NOT: Bu sefer hem gününde hem saatinde atıyorum. Sakin bir bölümle geldim hareketli bölümlere geçeceğiz bir sonraki bölümde. Sizce kim haklı Burak, Feyyaz ya da Berfu mu? Yorumlarınızı merak ediyorum. Ayrıca gönderime neden bakmıyorsunuz ki? Hala takip etmeyenler için (birokur_iki yazar)
“Siz kafayı mı yediniz ya nasıl bilmediğimiz bir yere gönderelim.” Burak en başta bu fikrin çıkmasını bile beklemiyordu. Nasıl konu buraya gelmişti emin değildi. Hoş dün gece yaşananlardan bile emin değildi. Zerda bu şoku uzun bir süre atlatamazdı kesin.
“Ne dememi bekliyorsun dün yaşananlar sadece bir fragman olarak mı kalsın devamı mı gelsin istiyorsun sen.” Burak’ın böyle bir düşüncesi yoktu ama daha karısını koruyamadığını düşünmekte canını sıkıyordu ayrıca Zerda’da bu fikirden hiç hoşlanmayacaktı. “Gelmesin ama kaçırmakta çözüm değil.”
“Feyyaz’ın dediği mantıklı okullar tatil çocuklar ve kızlar için bir tatil olur. En azından biz bu sorunu çözene kadar.” Sorun dedikleri haftalardır bulamadıkları bir adamın onlarla kedinin fare ile oynaması idi resmen. O adamı bulmak yıllarını da alabilirdi. O süreçte hep mi saklanacaklardı. Burak’a sırf bu yüzden saçma geliyordu.
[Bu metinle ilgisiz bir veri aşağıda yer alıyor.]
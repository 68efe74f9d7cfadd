//! Common error types for aria-report

use thiserror::Error;

/// Common result type for aria operations
pub type Result<T> = std::result::Result<T, Error>;

/// Common error types across the aria workspace
#[derive(Error, Debug)]
pub enum Error {
    /// I/O operation error (wraps std::io::Error)
    #[error("IO error: {0}")]
    Io(#[from] std::io::Error),

    /// Configuration loading or validation error
    #[error("Configuration error: {0}")]
    Config(String),

    /// Invalid user input or request parameter
    #[error("Invalid input: {0}")]
    InvalidInput(String),

    /// Internal error
    #[error("Internal error: {0}")]
    Internal(String),
}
Eğer bir karşılık vermeleri gerekiyorsa öncelikle sevdiği kim varsa kurşuna dizmelilerdi intikam dediği bu olurdu onun için. “Abi.”
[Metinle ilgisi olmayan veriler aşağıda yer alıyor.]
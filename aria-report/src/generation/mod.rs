// Generation boundary - text generators behind one async capability
//
// The section writer only sees `dyn TextGenerator`; concrete clients and
// test stubs plug in behind it.

use async_trait::async_trait;
use serde::Serialize;
use thiserror::Error;

pub mod openai_client;

pub use openai_client::OpenAiCompatibleClient;

/// Request sent to a generator
#[derive(Debug, Clone, PartialEq, Serialize)]
pub struct GenerationPrompt {
    pub system_text: String,
    pub user_text: String,
    pub temperature: f32,
    pub max_output_tokens: u32,
    pub top_p: f32,
}

/// Successful generator output
#[derive(Debug, Clone, PartialEq, Serialize)]
pub struct Generation {
    pub text: String,
    pub model: String,
    pub provider: String,
    /// Untouched service response
    pub raw: serde_json::Value,
}

/// Generation failures
///
/// `Config` is raised while constructing a client and is fatal for a run.
/// Everything else is a per-call failure the writer recovers from.
#[derive(Debug, Error)]
pub enum GenerationError {
    #[error("Configuration error: {0}")]
    Config(String),

    #[error("Network error: {0}")]
    Network(String),

    #[error("Request timed out: {0}")]
    Timeout(String),

    #[error("Service returned status {status}: {body}")]
    Status { status: u16, body: String },

    #[error("Malformed response payload: {0}")]
    Payload(String),
}

impl From<aria_common::Error> for GenerationError {
    fn from(err: aria_common::Error) -> Self {
        GenerationError::Config(err.to_string())
    }
}

/// Text generator trait - one implementation per generation service
#[async_trait]
pub trait TextGenerator: Send + Sync {
    /// Client identifier (e.g., "primary", "secondary")
    fn identifier(&self) -> &str;

    /// Produce text for a prompt
    ///
    /// # Returns
    /// * `Ok(Generation)` - text plus model/provider attribution
    /// * `Err(_)` - call failed (logged and dropped by the caller)
    async fn generate(&self, prompt: &GenerationPrompt) -> Result<Generation, GenerationError>;
}
//! Bucket definitions
//!
//! The bucket table is static configuration: it is built once and passed
//! into the segmenter, so tests can swap in alternate keyword sets or
//! priorities without touching global state.

use indexmap::{IndexMap, IndexSet};

use crate::types::Topic;

/// Classification settings for one topic
#[derive(Debug, Clone, PartialEq)]
pub struct BucketDefinition {
    /// Lowercase substrings counted toward this bucket's score
    pub keywords: IndexSet<String>,
    /// 1 = highest; wins ties against larger numbers
    pub priority: u32,
    /// Short description of what belongs in the bucket
    pub summary_hint: String,
}

impl BucketDefinition {
    pub fn new(keywords: &[&str], priority: u32, summary_hint: impl Into<String>) -> Self {
        Self {
            keywords: keywords.iter().map(|k| k.to_lowercase()).collect(),
            priority,
            summary_hint: summary_hint.into(),
        }
    }
}

/// Immutable topic → definition table covering the whole classification space
#[derive(Debug, Clone)]
pub struct BucketTable {
    definitions: IndexMap<Topic, BucketDefinition>,
}

impl BucketTable {
    /// Build a table from explicit definitions
    ///
    /// A `Misc` entry is added with the lowest priority when absent, so the
    /// table always has a catch-all.
    pub fn new(definitions: impl IntoIterator<Item = (Topic, BucketDefinition)>) -> Self {
        let mut definitions: IndexMap<Topic, BucketDefinition> = definitions.into_iter().collect();
        if !definitions.contains_key(&Topic::Misc) {
            let lowest = definitions.values().map(|d| d.priority).max().unwrap_or(0);
            definitions.insert(
                Topic::Misc,
                BucketDefinition::new(&[], lowest + 1, "Unclassified material"),
            );
        }
        definitions.sort_by(|ta, a, tb, b| a.priority.cmp(&b.priority).then(ta.cmp(tb)));
        Self { definitions }
    }

    pub fn get(&self, topic: Topic) -> Option<&BucketDefinition> {
        self.definitions.get(&topic)
    }

    /// Priority of `topic`, or `u32::MAX` when the table has no entry for it
    pub fn priority(&self, topic: Topic) -> u32 {
        self.get(topic).map(|d| d.priority).unwrap_or(u32::MAX)
    }

    /// Definitions in ascending priority order
    pub fn iter(&self) -> impl Iterator<Item = (Topic, &BucketDefinition)> {
        self.definitions.iter().map(|(t, d)| (*t, d))
    }
}

impl Default for BucketTable {
    fn default() -> Self {
        Self::new([
            (
                Topic::Background,
                BucketDefinition::new(
                    &[
                        "背景", "现状", "起因", "问题", "困境", "background", "context",
                        "history", "challenge",
                    ],
                    1,
                    "Starting situation, history and problems that motivated the work",
                ),
            ),
            (
                Topic::Objectives,
                BucketDefinition::new(
                    &[
                        "目标", "理念", "定位", "愿景", "思路", "goal", "objective", "vision",
                        "mission",
                    ],
                    2,
                    "Goals, guiding ideas and intended positioning",
                ),
            ),
            (
                Topic::Implementation,
                BucketDefinition::new(
                    &[
                        "实施", "举措", "措施", "路径", "阶段", "步骤", "开展",
                        "implementation", "measure", "stage", "phase", "step",
                    ],
                    3,
                    "Concrete measures, stages and how the work was carried out",
                ),
            ),
            (
                Topic::Impact,
                BucketDefinition::new(
                    &[
                        "成效", "成果", "效果", "提升", "提高", "增长", "获奖", "impact",
                        "outcome", "result", "improve", "increase",
                    ],
                    4,
                    "Measured outcomes, results and recognition",
                ),
            ),
            (
                Topic::Reflection,
                BucketDefinition::new(
                    &[
                        "反思", "经验", "启示", "展望", "不足", "改进", "reflection", "lesson",
                        "future", "limitation",
                    ],
                    5,
                    "Lessons learned, shortcomings and next steps",
                ),
            ),
            (
                Topic::Misc,
                BucketDefinition::new(&[], 99, "Unclassified material"),
            ),
        ])
    }
}

#[cfg(test)]
mod tests {
    use super::*;

    #[test]
    fn test_default_table_is_priority_ordered() {
        let table = BucketTable::default();
        let priorities: Vec<u32> = table.iter().map(|(_, d)| d.priority).collect();
        let mut sorted = priorities.clone();
        sorted.sort_unstable();
        assert_eq!(priorities, sorted);
        assert_eq!(table.iter().last().map(|(t, _)| t), Some(Topic::Misc));
    }

    #[test]
    fn test_misc_added_when_missing() {
        let table = BucketTable::new([
            (Topic::Impact, BucketDefinition::new(&["x"], 3, "")),
            (Topic::Background, BucketDefinition::new(&["y"], 7, "")),
        ]);
        assert_eq!(table.priority(Topic::Misc), 8);
        assert_eq!(table.priority(Topic::Objectives), u32::MAX);
        let order: Vec<Topic> = table.iter().map(|(t, _)| t).collect();
        assert_eq!(order, vec![Topic::Impact, Topic::Background, Topic::Misc]);
    }

    #[test]
    fn test_keywords_are_lowercased() {
        let def = BucketDefinition::new(&["Goal", "VISION"], 1, "");
        assert!(def.keywords.contains("goal"));
        assert!(def.keywords.contains("vision"));
    }
}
“Ne abi ya Fatih tüm hayatında konuştuğundan daha en mantıklı bir şey söyledi. Onun bir zaafı yok ama bizim var o da bunu kullanmaktan geri durmayacak.” Adamı ne kadar araştırsalar bile pek bir şey bulamamışlardı. Ayrıca herkesin bir zaafı olurdu. Bazılarının bir insan bazılarını maddi olurdu. “Feyyaz haklı bu sefer yumuşak yüzlülükle hareket edemeyiz Burak dün gece yaşananlar olayları fazlasıyla ileri götürdü olaylar. Kalleşçeydi.” Üçü de bundan fazlasıyla emindi zaten. Kalleşçe ve kesinlikle çok ileri gidilmiş bir hareketti. Hele de onlar için ama yine de saklamak çözüm gibi gelmiyordu.
“Saklamak çözüm yani.” Feyyaz da olmadığını bunun Berfu tarafından iyi karşılanmayacağının farkındaydı ama şu an elinden gelen buydu. Elindekinin en iyisini yapmakta onun göreviydi. Sırf uzak kalmamak için karısını ve doğmamış bebeğini tehlikeye atmayacaktı. “Evet.”
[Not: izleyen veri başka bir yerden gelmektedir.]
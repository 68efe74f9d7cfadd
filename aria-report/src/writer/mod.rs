//! Dual-source section writer
//!
//! For every outline section both generators receive the same grounding
//! prompt. Their outputs are scored against the section's excerpts and
//! reconciled into one text:
//!
//! 1. select excerpts and build the prompt ([`prompt`])
//! 2. call primary, then secondary; a failed call drops that candidate
//! 3. score candidates by keyword coverage and shape ([`scoring`])
//! 4. seed with the best candidate, append grounded new paragraphs from the
//!    rest ([`reconcile`])
//! 5. fall back to the raw segment text when nothing usable came back
//!
//! Writing a section never fails. Generation logs are best effort.

pub mod logs;
pub mod prompt;
pub mod reconcile;
pub mod scoring;

use std::path::PathBuf;
use std::sync::Arc;
use tracing::{debug, error, info, warn};

use crate::generation::{Generation, TextGenerator};
use crate::outline::OutlineSection;
use crate::types::Segment;
use aria_common::config::WriterSettings;

/// Text used when a section has neither generated text nor source segments
pub const EMPTY_SECTION_PLACEHOLDER: &str = "(No source material available for this section.)";

/// One successful generation with its score
#[derive(Debug, Clone)]
pub struct CandidateRecord {
    pub client_id: String,
    pub generation: Generation,
    pub score: f64,
}

/// Segment texts ordered by `(priority, identifier)`, blank-line separated
pub fn fallback_from_segments(segments: &[Segment]) -> String {
    if segments.is_empty() {
        return EMPTY_SECTION_PLACEHOLDER.to_string();
    }
    let mut ordered: Vec<&Segment> = segments.iter().collect();
    ordered.sort_by_key(|s| (s.priority, s.identifier));
    ordered
        .iter()
        .map(|s| s.text.as_str())
        .collect::<Vec<_>>()
        .join("\n\n")
}

/// Writes report sections from two generators
pub struct SectionWriter {
    primary: Arc<dyn TextGenerator>,
    secondary: Arc<dyn TextGenerator>,
    settings: WriterSettings,
    log_dir: Option<PathBuf>,
}

impl SectionWriter {
    pub fn new(
        primary: Arc<dyn TextGenerator>,
        secondary: Arc<dyn TextGenerator>,
        settings: WriterSettings,
        log_dir: Option<PathBuf>,
    ) -> Self {
        Self {
            primary,
            secondary,
            settings,
            log_dir,
        }
    }

    /// Produce prose for one section
    pub async fn write_section(&self, section: &OutlineSection, segments: &[Segment]) -> String {
        let excerpts = prompt::select_excerpts(segments, self.settings.max_context_segments);
        let keywords = scoring::segment_keywords(excerpts.iter().copied());
        let request = prompt::build_prompt(section, &excerpts, &self.settings);

        info!(
            section = %section.title,
            excerpts = excerpts.len(),
            "Writing section"
        );

        let mut candidates = Vec::with_capacity(2);
        for generator in [&self.primary, &self.secondary] {
            match generator.generate(&request).await {
                Ok(generation) => {
                    let score = scoring::generation_score(&generation.text, &keywords);
                    debug!(
                        client = %generator.identifier(),
                        model = %generation.model,
                        score,
                        "Candidate scored"
                    );
                    candidates.push(CandidateRecord {
                        client_id: generator.identifier().to_string(),
                        generation,
                        score,
                    });
                }
                Err(e) => {
                    error!(
                        client = %generator.identifier(),
                        section = %section.title,
                        error = %e,
                        "Generation failed; dropping candidate"
                    );
                }
            }
        }

        let merged = if candidates.is_empty() {
            error!(
                section = %section.title,
                "Both generations failed; falling back to source segments"
            );
            fallback_from_segments(segments)
        } else {
            let paragraphs = reconcile::merge_candidates(
                &candidates,
                &keywords,
                self.settings.min_paragraph_score,
            );
            if paragraphs.is_empty() {
                warn!(section = %section.title, "Merged text is empty; using source segments");
                fallback_from_segments(segments)
            } else {
                paragraphs.join("\n\n")
            }
        };

        if let Some(log_dir) = &self.log_dir {
            if let Err(e) = logs::persist_section_logs(
                log_dir,
                &section.title,
                &self.settings.language,
                &candidates,
                &merged,
            ) {
                warn!(section = %section.title, error = %e, "Failed to persist generation logs");
            }
        }

        merged
    }
}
“Burak uzatma Zerda da dahil hepsi Ramiro’nun ayarlatacağı yere gidecek ve biz bu beladan sonsuza kadar kurtulana dek de orada kalıyorlar. Ayrı kalacak tek sen değilsin. Fatih iki çocuğu ve karısından bende hamile karımı gönderiyorum.” Cümlesindeki hataları kendisi bile fark etmişti ama çok sinirliydi ve kelimelerini düzgün seçemiyordu. “Peki abi.” Burak başka bir seçeneğinin olmadığını fark ederek kabullenmişti. O kabullenmişti de Zerda’ya bunu nasıl kabul ettireceğini düşünüyordu.
“Cüneyt dediğim şeyden bir ses çıkmadı.” Cüneyt sıranın ona geldiğini fark edince kendini düzeltip konuşmaya başladı. “Jaime Gabriel adına olan tüm mal varlıklarını araştırdım.” Bu kadarı zaten geçen haftanın bilinen şeyiydi ama ön bilgileri vererek başlamak istemişti.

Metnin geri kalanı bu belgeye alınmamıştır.